Nous contemplions l’intérieur d’un tunnel infini.

Il y avait un bruit. Un bruit que j’avais déjà entendu : le même grondement sourd que lorsque je m’étais trouvé dans le couloir devant ma chambre d’hôtel. Cette fois, il était beaucoup plus fort. Le sol se mit à trembler et deux taches de lumière éblouissante apparurent quelque part au fond de cet impossible tunnel.

Le tunnel n’était même pas là, en fait. Je pouvais toujours distinguer au travers les arbres du verger. Il y avait aussi des formes bizarres et peu catholiques et je préférai fixer plutôt les taches lumineuses.

Ces taches commencèrent à prendre la forme d’êtres humains. Puis la perspective se déforma et un vent puissant se mit à souffler. Les papiers virevoltaient autour de nous et toute la pièce se mit à luire – comme l’autre fois, dans ma chambre d’hôtel lorsque j’avais ouvert la porte. Je regardai ma main. Elle luisait également, mais elle n’était pas froide. Je regardai de nouveau le tunnel. À un moment, les lumières étaient à cent kilomètres de distance, l’instant d’après elles étaient sur nous, pour s’éloigner ensuite aussitôt.

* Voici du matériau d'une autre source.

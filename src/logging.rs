//! Logging configuration for the bridge
//!
//! Structured logging via `tracing`, to stderr and/or a daily-rotated file.

use std::path::PathBuf;
use tracing::Level;
use tracing_subscriber::{fmt, layer::SubscriberExt, EnvFilter};

/// Logging configuration
#[derive(Debug, Clone)]
pub struct LogConfig {
    /// Log level
    pub level: Level,

    /// Log to file
    pub file_path: Option<PathBuf>,

    /// Log to stderr
    pub stderr: bool,
}

impl Default for LogConfig {
    fn default() -> Self {
        Self {
            level: Level::INFO,
            file_path: None,
            stderr: true,
        }
    }
}

impl LogConfig {
    /// Create config from environment
    pub fn from_env() -> Self {
        let mut config = Self::default();

        // Derive the base level from RUST_LOG
        if let Ok(rust_log) = std::env::var("RUST_LOG") {
            if rust_log.contains("trace") {
                config.level = Level::TRACE;
            } else if rust_log.contains("debug") {
                config.level = Level::DEBUG;
            } else if rust_log.contains("info") {
                config.level = Level::INFO;
            } else if rust_log.contains("warn") {
                config.level = Level::WARN;
            } else if rust_log.contains("error") {
                config.level = Level::ERROR;
            }
        }

        if let Ok(log_file) = std::env::var("HOMISMART_LOG_FILE") {
            config.file_path = Some(PathBuf::from(log_file));
        }

        if let Ok(log_stderr) = std::env::var("HOMISMART_LOG_STDERR") {
            config.stderr = log_stderr.to_lowercase() != "false";
        }

        config
    }
}

/// Initialize logging with the given configuration
pub fn init_logging(config: LogConfig) -> Result<(), Box<dyn std::error::Error>> {
    let env_filter = EnvFilter::builder()
        .with_default_directive(config.level.into())
        .from_env_lossy();

    let format = fmt::format().with_level(true).with_target(true);

    match (config.stderr, config.file_path) {
        (true, Some(file_path)) => {
            if let Some(parent) = file_path.parent() {
                std::fs::create_dir_all(parent)?;
            }

            let file_appender = tracing_appender::rolling::daily(
                file_path
                    .parent()
                    .unwrap_or_else(|| std::path::Path::new(".")),
                file_path
                    .file_name()
                    .unwrap_or_else(|| std::ffi::OsStr::new("homismart-bridge.log")),
            );

            let stderr_layer = fmt::layer()
                .with_writer(std::io::stderr)
                .with_ansi(true)
                .event_format(format.clone());

            let file_layer = fmt::layer()
                .with_writer(file_appender)
                .with_ansi(false)
                .event_format(format);

            let subscriber = tracing_subscriber::registry()
                .with(env_filter)
                .with(stderr_layer)
                .with(file_layer);

            tracing::subscriber::set_global_default(subscriber)?;
        }
        (true, None) => {
            let stderr_layer = fmt::layer()
                .with_writer(std::io::stderr)
                .with_ansi(true)
                .event_format(format);

            let subscriber = tracing_subscriber::registry()
                .with(env_filter)
                .with(stderr_layer);

            tracing::subscriber::set_global_default(subscriber)?;
        }
        (false, Some(file_path)) => {
            if let Some(parent) = file_path.parent() {
                std::fs::create_dir_all(parent)?;
            }

            let file_appender = tracing_appender::rolling::daily(
                file_path
                    .parent()
                    .unwrap_or_else(|| std::path::Path::new(".")),
                file_path
                    .file_name()
                    .unwrap_or_else(|| std::ffi::OsStr::new("homismart-bridge.log")),
            );

            let file_layer = fmt::layer()
                .with_writer(file_appender)
                .with_ansi(false)
                .event_format(format);

            let subscriber = tracing_subscriber::registry()
                .with(env_filter)
                .with(file_layer);

            tracing::subscriber::set_global_default(subscriber)?;
        }
        (false, None) => {
            let subscriber = tracing_subscriber::registry().with(env_filter);

            tracing::subscriber::set_global_default(subscriber)?;
        }
    }

    Ok(())
}
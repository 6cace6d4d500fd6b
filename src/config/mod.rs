//! Configuration management for the HomiSmart bridge

use crate::error::{HomismartError, Result};
use serde::{Deserialize, Serialize};
use std::path::PathBuf;
use std::time::Duration;
use std::{env, fmt};
use url::Url;

/// Default vendor cloud endpoint
pub const DEFAULT_ENDPOINT: &str = "wss://api.homismart.com";

/// Default polling interval; push events cover the gaps in between
pub const DEFAULT_UPDATE_INTERVAL: Duration = Duration::from_secs(30);

/// Bridge configuration
#[derive(Debug, Clone, Serialize, Deserialize, Default)]
pub struct BridgeConfig {
    /// Vendor cloud configuration
    pub homismart: HomismartConfig,

    /// Polling configuration
    pub polling: PollingConfig,

    /// Scene storage configuration
    pub scenes: SceneStorageConfig,
}

/// Vendor cloud configuration
#[derive(Debug, Clone, Serialize, Deserialize)]
pub struct HomismartConfig {
    /// Cloud endpoint URL
    pub endpoint: Url,

    /// Account credentials
    pub credentials: HomismartCredentials,
}

impl Default for HomismartConfig {
    fn default() -> Self {
        Self {
            // The default endpoint string is known-valid.
            endpoint: Url::parse(DEFAULT_ENDPOINT).expect("default endpoint must parse"),
            credentials: HomismartCredentials::default(),
        }
    }
}

/// Account credentials for the vendor cloud
#[derive(Clone, Serialize, Deserialize, Default)]
pub struct HomismartCredentials {
    /// Account username
    pub username: String,

    /// Account password
    #[serde(skip_serializing, default)]
    pub password: String,
}

impl fmt::Debug for HomismartCredentials {
    fn fmt(&self, f: &mut fmt::Formatter<'_>) -> fmt::Result {
        f.debug_struct("HomismartCredentials")
            .field("username", &self.username)
            .field("password", &"***")
            .finish()
    }
}

/// Polling configuration
#[derive(Debug, Clone, Serialize, Deserialize)]
pub struct PollingConfig {
    /// Snapshot refresh interval
    #[serde(with = "humantime_serde")]
    pub update_interval: Duration,
}

impl Default for PollingConfig {
    fn default() -> Self {
        Self {
            update_interval: DEFAULT_UPDATE_INTERVAL,
        }
    }
}

/// Scene storage configuration
#[derive(Debug, Clone, Serialize, Deserialize)]
pub struct SceneStorageConfig {
    /// Path of the JSON scene document
    pub path: PathBuf,
}

impl Default for SceneStorageConfig {
    fn default() -> Self {
        let base = dirs::data_dir().unwrap_or_else(|| PathBuf::from("."));
        Self {
            path: base.join("homismart-bridge").join("scenes.json"),
        }
    }
}

impl BridgeConfig {
    /// Build configuration from environment variables
    ///
    /// `HOMISMART_USERNAME` and `HOMISMART_PASSWORD` are required;
    /// `HOMISMART_ENDPOINT`, `HOMISMART_UPDATE_INTERVAL` (seconds) and
    /// `HOMISMART_SCENES_FILE` override the defaults.
    pub fn from_env() -> Result<Self> {
        let username = env::var("HOMISMART_USERNAME")
            .map_err(|_| HomismartError::config("HOMISMART_USERNAME not set"))?;
        let password = env::var("HOMISMART_PASSWORD")
            .map_err(|_| HomismartError::config("HOMISMART_PASSWORD not set"))?;

        let endpoint = match env::var("HOMISMART_ENDPOINT") {
            Ok(raw) => Url::parse(&raw)
                .map_err(|e| HomismartError::config(format!("Invalid HOMISMART_ENDPOINT: {e}")))?,
            Err(_) => Url::parse(DEFAULT_ENDPOINT).expect("default endpoint must parse"),
        };

        let update_interval = match env::var("HOMISMART_UPDATE_INTERVAL") {
            Ok(raw) => {
                let secs: u64 = raw.parse().map_err(|_| {
                    HomismartError::config(format!(
                        "Invalid HOMISMART_UPDATE_INTERVAL: {raw} (expected seconds)"
                    ))
                })?;
                Duration::from_secs(secs)
            }
            Err(_) => DEFAULT_UPDATE_INTERVAL,
        };

        let scenes = match env::var("HOMISMART_SCENES_FILE") {
            Ok(path) => SceneStorageConfig {
                path: PathBuf::from(path),
            },
            Err(_) => SceneStorageConfig::default(),
        };

        let config = Self {
            homismart: HomismartConfig {
                endpoint,
                credentials: HomismartCredentials { username, password },
            },
            polling: PollingConfig { update_interval },
            scenes,
        };

        config.validate()?;
        Ok(config)
    }

    /// Validate the configuration
    pub fn validate(&self) -> Result<()> {
        if self.homismart.credentials.username.is_empty() {
            return Err(HomismartError::config("Username must not be empty"));
        }

        if self.homismart.credentials.password.is_empty() {
            return Err(HomismartError::config("Password must not be empty"));
        }

        match self.homismart.endpoint.scheme() {
            "http" | "https" | "ws" | "wss" => {}
            scheme => {
                return Err(HomismartError::config(format!(
                    "Unsupported endpoint scheme: {scheme}"
                )));
            }
        }

        if self.polling.update_interval.is_zero() {
            return Err(HomismartError::config("Update interval must be non-zero"));
        }

        Ok(())
    }
}

#[cfg(test)]
mod tests {
    use super::*;

    fn valid_config() -> BridgeConfig {
        let mut config = BridgeConfig::default();
        config.homismart.credentials = HomismartCredentials {
            username: "user@example.com".to_string(),
            password: "hunter2".to_string(),
        };
        config
    }

    #[test]
    fn test_valid_config_passes() {
        assert!(valid_config().validate().is_ok());
    }

    #[test]
    fn test_empty_credentials_fail() {
        let mut config = valid_config();
        config.homismart.credentials.username.clear();
        assert!(config.validate().is_err());

        let mut config = valid_config();
        config.homismart.credentials.password.clear();
        assert!(config.validate().is_err());
    }

    #[test]
    fn test_bad_endpoint_scheme_fails() {
        let mut config = valid_config();
        config.homismart.endpoint = Url::parse("ftp://example.com").unwrap();
        assert!(config.validate().is_err());
    }

    #[test]
    fn test_zero_interval_fails() {
        let mut config = valid_config();
        config.polling.update_interval = Duration::from_secs(0);
        assert!(config.validate().is_err());
    }

    #[test]
    fn test_credentials_debug_redacts_password() {
        let config = valid_config();
        let rendered = format!("{:?}", config.homismart.credentials);
        assert!(rendered.contains("***"));
        assert!(!rendered.contains("hunter2"));
    }
}
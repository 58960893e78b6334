//! Per-record profit arithmetic.
//!
//! None of these functions fail. Missing sale data counts as zero and
//! percentage math returns 0 instead of dividing by a zero cost.

use crate::types::{Product, ProfitLossStatus};

/// Profit or loss on a single record.
///
/// Returns 0 if the product is unsold or the sale price was never recorded.
pub fn profit_loss(product: &Product) -> f64 {
    match product.sold_price() {
        Some(price) => price - product.original_price,
        None => 0.0,
    }
}

/// Profit or loss as a percentage of the acquisition cost.
///
/// Returns 0 when unsold, when the sale price is missing, or when
/// `original_price` is 0.
pub fn profit_loss_percentage(product: &Product) -> f64 {
    match product.sold_price() {
        Some(price) if product.original_price != 0.0 => {
            (price - product.original_price) / product.original_price * 100.0
        }
        _ => 0.0,
    }
}

pub fn profit_loss_status(amount: f64) -> ProfitLossStatus {
    if amount > 0.0 {
        ProfitLossStatus::Gain
    } else if amount < 0.0 {
        ProfitLossStatus::Loss
    } else {
        ProfitLossStatus::Even
    }
}

/// Revenue booked by a sold record: its sale price, or 0 if missing.
///
/// Quantity does not scale revenue; the sale price covers the whole lot.
pub fn realized_revenue(product: &Product) -> f64 {
    product.sold_price().unwrap_or(0.0)
}

/// Realized margin of a sold record: revenue minus acquisition cost.
///
/// Unlike [`profit_loss`], a sold record with no recorded price still books
/// its cost, so that summed margins equal summed revenue minus summed cost.
pub fn realized_margin(product: &Product) -> f64 {
    realized_revenue(product) - product.original_price
}

/// Total profit as a percentage of total revenue.
///
/// Returns 0 when there is no positive revenue to measure against.
pub fn profit_margin(total_profit: f64, total_revenue: f64) -> f64 {
    if total_revenue > 0.0 {
        total_profit / total_revenue * 100.0
    } else {
        0.0
    }
}
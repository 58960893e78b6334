use std::cmp::Ordering;

use crate::util;

/// Selectors sort and truncate the candidate list after filtering.
pub trait Selector<C>: Send + Sync
where
    C: Clone,
{
    /// Default selection: sort and truncate to `size()`.
    fn select(&self, candidates: Vec<C>) -> Vec<C> {
        let mut sorted = self.sort(candidates);
        if let Some(limit) = self.size() {
            sorted.truncate(limit);
        }
        sorted
    }

    /// Extract the score from a candidate to use for sorting.
    fn score(&self, candidate: &C) -> f64;

    /// Sort candidates by their scores in descending order.
    ///
    /// The sort is stable: equal scores keep their input order. NaN scores
    /// are pushed to the end of the list so they never appear as top
    /// candidates.
    fn sort(&self, candidates: Vec<C>) -> Vec<C> {
        let mut sorted = candidates;
        sorted.sort_by(|a, b| {
            let sa = self.score(a);
            let sb = self.score(b);
            // Explicit total ordering: NaN goes to end (Greater)
            match (sa.is_nan(), sb.is_nan()) {
                (true, true) => Ordering::Equal,
                (true, false) => Ordering::Greater,
                (false, true) => Ordering::Less,
                (false, false) => sb.partial_cmp(&sa).unwrap_or(Ordering::Equal),
            }
        });
        sorted
    }

    /// Optionally provide a maximum number of candidates to select.
    /// Defaults to no truncation if not overridden.
    fn size(&self) -> Option<usize> {
        None
    }

    /// Returns a stable name for logging.
    fn name(&self) -> &str {
        util::short_type_name(std::any::type_name::<Self>())
    }
}
use crate::config::DEFAULT_LOW_STOCK_THRESHOLD;
use crate::filter::Filter;
use crate::types::Product;

/// Keeps unsold products whose quantity is at or below their threshold.
///
/// Products without their own `low_stock_threshold` use `default_threshold`.
pub struct LowStockFilter {
    pub default_threshold: u32,
}

impl Default for LowStockFilter {
    fn default() -> Self {
        Self {
            default_threshold: DEFAULT_LOW_STOCK_THRESHOLD,
        }
    }
}

impl<'a> Filter<&'a Product> for LowStockFilter {
    fn keep(&self, candidate: &&'a Product) -> bool {
        !candidate.is_sold()
            && candidate.quantity <= candidate.effective_threshold(self.default_threshold)
    }
}
use crate::filter::Filter;
use crate::types::Product;

/// Keeps sold products that have a recorded sale price.
///
/// A sold record without a price can't be ranked by profit, so it is
/// removed rather than ranked as zero.
pub struct SoldWithPriceFilter;

impl<'a> Filter<&'a Product> for SoldWithPriceFilter {
    fn keep(&self, candidate: &&'a Product) -> bool {
        candidate.sold_price().is_some()
    }
}

#[cfg(test)]
mod tests {
    use super::*;
    use crate::types::SaleStatus;

    fn product(id: &str, sale: SaleStatus) -> Product {
        Product {
            id: id.into(),
            name: id.into(),
            quantity: 1,
            original_price: 10.0,
            category: "Other".into(),
            sale,
            buyer_info: None,
            low_stock_threshold: None,
            created_at: 0,
            updated_at: 0,
        }
    }

    #[test]
    fn removes_unsold_and_priceless_sales() {
        let products = vec![
            product("unsold", SaleStatus::Unsold),
            product("sold", SaleStatus::Sold { price: Some(15.0), date: None }),
            product("no-price", SaleStatus::Sold { price: None, date: Some(1) }),
        ];
        let result = SoldWithPriceFilter.filter(products.iter().collect());

        let kept: Vec<&str> = result.kept.iter().map(|p| p.id.as_str()).collect();
        let removed: Vec<&str> = result.removed.iter().map(|p| p.id.as_str()).collect();
        assert_eq!(kept, vec!["sold"]);
        assert_eq!(removed, vec!["unsold", "no-price"]);
    }

    #[test]
    fn name_is_short_type_name() {
        assert_eq!(Filter::<&Product>::name(&SoldWithPriceFilter), "SoldWithPriceFilter");
    }
}
//! Stockledger engine: derives business metrics from product records.
//!
//! The core is `summarize`, a pure function from a product list and a
//! reference time to a `ProductSummary` (totals, monthly trend, best
//! sellers, low stock, category mix). Loading, configuration and the
//! in-memory store sit around it.

pub mod calculations;
pub mod category_breakdown;
pub mod components;
pub mod config;
pub mod error;
pub mod filter;
pub mod monthly_sales;
pub mod product_loader;
pub mod sales_history;
pub mod selector;
pub mod store;
pub mod summary;
pub mod types;
pub mod util;

pub use calculations::{profit_loss, profit_loss_percentage, profit_loss_status, profit_margin};
pub use category_breakdown::category_breakdown;
pub use components::product_list_filter::{ProductListFilter, StatusFilter};
pub use config::{CategorySet, Currency, EngineConfig, MAX_MONTHS};
pub use error::{ConfigError, LedgerError, LedgerResult, LoadError, StoreError};
pub use monthly_sales::monthly_sales;
pub use product_loader::{load_products_csv, load_products_file, load_products_json};
pub use sales_history::sales_history;
pub use store::{NewProduct, ProductStore, ProductUpdate};
pub use summary::{best_sellers, low_stock_items, summarize, summarize_with, SummaryPipeline};
pub use types::{
    CategoryBreakdown, MonthlySales, Product, ProductRecord, ProductSummary, ProfitLossStatus,
    SaleEntry, SaleStatus,
};
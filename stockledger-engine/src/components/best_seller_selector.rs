use crate::calculations::profit_loss;
use crate::config::DEFAULT_BEST_SELLERS_LIMIT;
use crate::selector::Selector;
use crate::types::Product;

/// Selects the top K sold products by profit.
pub struct BestSellerSelector {
    pub k: usize,
}

impl Default for BestSellerSelector {
    fn default() -> Self {
        Self {
            k: DEFAULT_BEST_SELLERS_LIMIT,
        }
    }
}

impl<'a> Selector<&'a Product> for BestSellerSelector {
    fn score(&self, candidate: &&'a Product) -> f64 {
        profit_loss(candidate)
    }

    fn size(&self) -> Option<usize> {
        Some(self.k)
    }
}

Puis ce fut terminé. Louise se tenait au milieu des débris de la verrière d’Arnold. Elle portait la combinaison noire de commando qu’elle avait déjà lors de cette fameuse nuit dans le hangar. À côté d’elle se trouvait autre chose. Au premier abord, je fus incapable de dire quoi. C’était humanoïde, ça avait un visage, deux bras et deux jambes. C’était à mi-chemin entre le robot de la Guerre des Étoiles et Chapi-Chapo, les marionnettes d’animation en terre cuite. La créature se mouvait avec fluidité et semblait n’avoir aucune jointure. Mais elle était de grande taille et bâtie comme un haltérophile.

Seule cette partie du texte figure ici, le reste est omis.